Indovoices.com –Peretasan yang dialami sejumlah pegiat antikorupsi pada diskusi virtual yang diselenggarakan oleh ICW pada hari Senin (17/5), menambah daftar jumlah kasus peretasan yang terjadi di Indonesia.
Kami menelusuri laporan data keamanan siber dari comparitech.com. Data tersebut di-update per 24 Maret 2021.
Dalam laporan itu, Indonesia masuk sebagai salah satu dari 75 negara yang keamanan sibernya terdokumentasikan. Namun, Indonesia justru berada dalam 20 negara dengan keamanan siber paling buruk di dunia.

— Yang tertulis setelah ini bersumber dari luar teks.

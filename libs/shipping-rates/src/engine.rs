//! Shipping rate engine - TTL cache, load coordination and query surface
//!
//! The rule and country tables are held as one immutable snapshot behind an
//! `RwLock<Arc<..>>`. Readers clone the `Arc` and never observe a partial
//! reload. Reloads go through a single load gate and re-check staleness once
//! inside it, so any number of callers hitting a stale cache cause one fetch.
//! Callers that queued behind a load take its outcome, failure included,
//! instead of fetching again.

use crate::error::{RateError, Result};
use crate::matcher::{find_best_rule, MatchCriteria};
use crate::parser::{parse_country_rows, parse_rule_rows};
use crate::range_resolver::{fetch_with_range_fallback, range_start_row};
use crate::source::TableSource;
use crate::types::{
    normalize_key, CacheMeta, CountryConfig, PriceMatch, PriceQuery, RateSettings, ShippingRule,
};
use chrono::{DateTime, Utc};
use std::sync::atomic::{AtomicU64, Ordering};
use std::sync::Arc;
use tokio::sync::{Mutex, RwLock};
use tokio::time::Instant;
use tracing::{debug, info, warn};

/// One complete load of both tables
#[derive(Debug, Default)]
struct CacheSnapshot {
    rules: Vec<ShippingRule>,
    country_configs: Vec<CountryConfig>,
    /// Monotonic load time, drives expiry
    loaded_at: Option<Instant>,
    /// Wall-clock load time, for reporting only
    loaded_at_utc: Option<DateTime<Utc>>,
}

/// Outcome of the most recent load, guarded by the load gate
#[derive(Debug, Default)]
struct LoadState {
    last_error: Option<RateError>,
}

/// Shipping rate engine shared by all request handlers
pub struct ShippingRateEngine {
    settings: RateSettings,
    source: Arc<dyn TableSource>,
    snapshot: RwLock<Arc<CacheSnapshot>>,
    load_gate: Mutex<LoadState>,
    /// Completed load attempts, successful or not
    loads_completed: AtomicU64,
}

impl ShippingRateEngine {
    /// Create an engine with an empty cache; nothing is fetched until first use
    pub fn new(mut settings: RateSettings, source: Arc<dyn TableSource>) -> Self {
        settings.default_method = normalize_key(&settings.default_method);
        settings.supported_methods = settings
            .supported_methods
            .iter()
            .map(|m| normalize_key(m))
            .filter(|m| !m.is_empty())
            .collect();

        Self {
            settings,
            source,
            snapshot: RwLock::new(Arc::new(CacheSnapshot::default())),
            load_gate: Mutex::new(LoadState::default()),
            loads_completed: AtomicU64::new(0),
        }
    }

    pub fn currency(&self) -> &str {
        &self.settings.currency
    }

    pub fn default_method(&self) -> &str {
        &self.settings.default_method
    }

    pub fn supported_methods(&self) -> &[String] {
        &self.settings.supported_methods
    }

    async fn current(&self) -> Arc<CacheSnapshot> {
        self.snapshot.read().await.clone()
    }

    fn is_stale(&self, snapshot: &CacheSnapshot) -> bool {
        if snapshot.rules.is_empty() {
            return true;
        }
        match snapshot.loaded_at {
            Some(loaded_at) => loaded_at.elapsed() > self.settings.cache_ttl,
            None => true,
        }
    }

    /// Reload when the cache is empty or expired, otherwise a no-op
    pub async fn ensure_loaded(&self) -> Result<()> {
        self.fresh_snapshot().await.map(|_| ())
    }

    async fn fresh_snapshot(&self) -> Result<Arc<CacheSnapshot>> {
        let snapshot = self.current().await;
        if !self.is_stale(&snapshot) {
            return Ok(snapshot);
        }

        let seen = self.loads_completed.load(Ordering::Acquire);
        let mut gate = self.load_gate.lock().await;

        // A load finished while we waited: share its result
        if self.loads_completed.load(Ordering::Acquire) != seen {
            if let Some(err) = &gate.last_error {
                debug!("Sharing failure of a concurrent shipping rate load");
                return Err(err.clone());
            }
            debug!("Shipping rate cache refreshed by a concurrent load");
            return Ok(self.current().await);
        }

        let snapshot = self.current().await;
        if !self.is_stale(&snapshot) {
            return Ok(snapshot);
        }

        self.reload(&mut gate).await
    }

    /// Forced reload ignoring the TTL
    pub async fn load_from_sheet(&self) -> Result<CacheMeta> {
        let mut gate = self.load_gate.lock().await;
        let snapshot = self.reload(&mut gate).await?;
        Ok(self.meta_for(&snapshot))
    }

    /// Run one load attempt and publish its outcome to queued callers
    async fn reload(&self, gate: &mut LoadState) -> Result<Arc<CacheSnapshot>> {
        let result = self.fetch_snapshot().await;
        gate.last_error = result.as_ref().err().cloned();
        self.loads_completed.fetch_add(1, Ordering::Release);
        result
    }

    /// Fetch both tables and swap the snapshot
    async fn fetch_snapshot(&self) -> Result<Arc<CacheSnapshot>> {
        let started = Instant::now();
        let rules_range = self.settings.rules_range.as_str();
        let countries_range = self.settings.countries_range.as_str();

        let fetched = tokio::try_join!(
            fetch_with_range_fallback(self.source.as_ref(), rules_range),
            fetch_with_range_fallback(self.source.as_ref(), countries_range),
        );

        let (rule_rows, country_rows) = match fetched {
            Ok(rows) => rows,
            Err(e) => {
                warn!("Shipping rate reload failed, keeping previous cache: {}", e);
                return Err(RateError::from(e));
            },
        };

        let snapshot = Arc::new(CacheSnapshot {
            rules: parse_rule_rows(&rule_rows, range_start_row(rules_range)),
            country_configs: parse_country_rows(&country_rows, range_start_row(countries_range)),
            loaded_at: Some(Instant::now()),
            loaded_at_utc: Some(Utc::now()),
        });

        *self.snapshot.write().await = snapshot.clone();

        info!(
            "Loaded {} shipping rules and {} country configs in {}ms",
            snapshot.rules.len(),
            snapshot.country_configs.len(),
            started.elapsed().as_millis()
        );
        Ok(snapshot)
    }

    /// Default method when absent or blank; the result must be supported
    fn resolve_method(&self, requested: Option<&str>) -> Result<String> {
        let method = requested
            .map(str::trim)
            .filter(|m| !m.is_empty())
            .unwrap_or(self.settings.default_method.as_str());

        let normalized = normalize_key(method);
        if self.settings.supported_methods.contains(&normalized) {
            Ok(normalized)
        } else {
            Err(RateError::UnsupportedMethod {
                method: method.to_string(),
                supported: self.settings.supported_methods.clone(),
            })
        }
    }

    /// Resolve the rate for a shipment, `Ok(None)` when no rule applies
    pub async fn get_price(&self, query: &PriceQuery) -> Result<Option<PriceMatch>> {
        let method = self.resolve_method(query.method.as_deref())?;
        let snapshot = self.fresh_snapshot().await?;

        let criteria = MatchCriteria::new(
            &query.country,
            &query.province,
            &query.district,
            &method,
            query.weight,
        );

        let matched = find_best_rule(&snapshot.rules, &criteria).map(|rule| PriceMatch {
            price: rule.price,
            rule: rule.clone(),
        });

        match &matched {
            Some(m) => debug!(
                "Matched rule row {} for {}/{}/{} {} {}kg",
                m.rule.row_index,
                query.country,
                query.province,
                query.district,
                method,
                query.weight
            ),
            None => debug!(
                "No shipping rule for {}/{}/{} {} {}kg",
                query.country, query.province, query.district, method, query.weight
            ),
        }

        Ok(matched)
    }

    pub async fn get_all_rules(&self) -> Result<Vec<ShippingRule>> {
        Ok(self.fresh_snapshot().await?.rules.clone())
    }

    /// All rules plus the metadata of the snapshot they were read from
    pub async fn get_rules_with_meta(&self) -> Result<(Vec<ShippingRule>, CacheMeta)> {
        let snapshot = self.fresh_snapshot().await?;
        Ok((snapshot.rules.clone(), self.meta_for(&snapshot)))
    }

    pub async fn get_country_configs(&self) -> Result<Vec<CountryConfig>> {
        Ok(self.fresh_snapshot().await?.country_configs.clone())
    }

    /// Country defaults by code, case-insensitive
    pub async fn get_country_config(&self, code: &str) -> Result<Option<CountryConfig>> {
        let code = code.trim();
        let snapshot = self.fresh_snapshot().await?;
        Ok(snapshot
            .country_configs
            .iter()
            .find(|c| c.country_code.trim().eq_ignore_ascii_case(code))
            .cloned())
    }

    /// Cache metadata, never triggers a load
    pub async fn cache_meta(&self) -> CacheMeta {
        let snapshot = self.current().await;
        self.meta_for(&snapshot)
    }

    fn meta_for(&self, snapshot: &CacheSnapshot) -> CacheMeta {
        let ttl = self.settings.cache_ttl;
        let expires_at = snapshot.loaded_at_utc.and_then(|loaded| {
            chrono::Duration::from_std(ttl)
                .ok()
                .and_then(|ttl| loaded.checked_add_signed(ttl))
        });

        CacheMeta {
            last_loaded_at: snapshot.loaded_at_utc,
            ttl_ms: u64::try_from(ttl.as_millis()).unwrap_or(u64::MAX),
            expires_at,
            total_rules: snapshot.rules.len(),
            total_country_configs: snapshot.country_configs.len(),
        }
    }
}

Penilaian tersebut berdasarkan skor yang didapatkan setiap negara yang dianalisis menggunakan 15 kriteria penilaian yang merupakan bentuk-bentuk permasalahan keamanan siber.
Berikut kriterianya:
- Komputer Menghadapi Sedikitnya Satu Serangan Malware dari Perangkatnya Sendiri
- Ponsel Terinfeksi Malware
- Komputer Terinfeksi dengan Sedikitnya Alami Satu Serangan Malware (Berbasis Web)
- Pengguna Ponsel yang Diserang Melalui Sumber Web
- Serangan Berbasis SSH Negara Asal (IoT)
- Email Spam menurut Negara Asal (Tahunan)
- Serangan Telnet berdasarkan Negara Asal (IoT)
- Negara yang Ditargetkan oleh Surat Berbahaya (Tahunan)
- Serangan oleh Cryptominers
- Pengguna yang Diserang oleh Malware Perbankan
- Pengguna yang Diserang oleh Trojan Ransomware
- Pengguna yang Diserang Trojan Mobile Banking
- Pengguna yang Diserang Trojan Ransomware Seluler
- Komputer yang Diserang Phishing (Tahunan)
- Negara dengan persiapan terbaik untuk serangan siber
Semakin besar jumlah skor, artinya semakin buruk keamanan siber yang dimiliki negara. Indonesia sendiri berada di urutan ke-18 di atas Bolivia dan Qatar yang secara berurutan berada di posisi 19 dan 20.
Sementara itu, negara yang menempati posisi sebagai negara yang paling aman dari permasalahan keamanan siber adalah Denmark dengan skor 3,56.
Lalu bagaimana dengan permasalahan siber di dunia?
Masih berdasarkan data comparitech.com, kasus serangan Malware lokal adalah permasalahan siber yang paling sering terjadi di dunia.
Serangan yang berasal dari progam di komputer yang dinilai punya potensi berbahaya oleh antivirus tersebut, tercatat dengan jumlah persentase sebanyak 16,92 persen.
Indonesia sendiri menyumbang angka persentase sebesar 23,10 persen untuk permasalahan keamanan siber dalam bentuk malware lokal pada komputer.
Persentase tersebut masih lebih besar dengan permasalahan siber lainnya, seperti ponsel yang terinfeksi malware dengan jumlah 9,98 persen. Permasalahan ponsel yang terinfeksi malware inilah yang biasanya digunakan peretas untuk mendapat akses ke telepon genggam orang lain.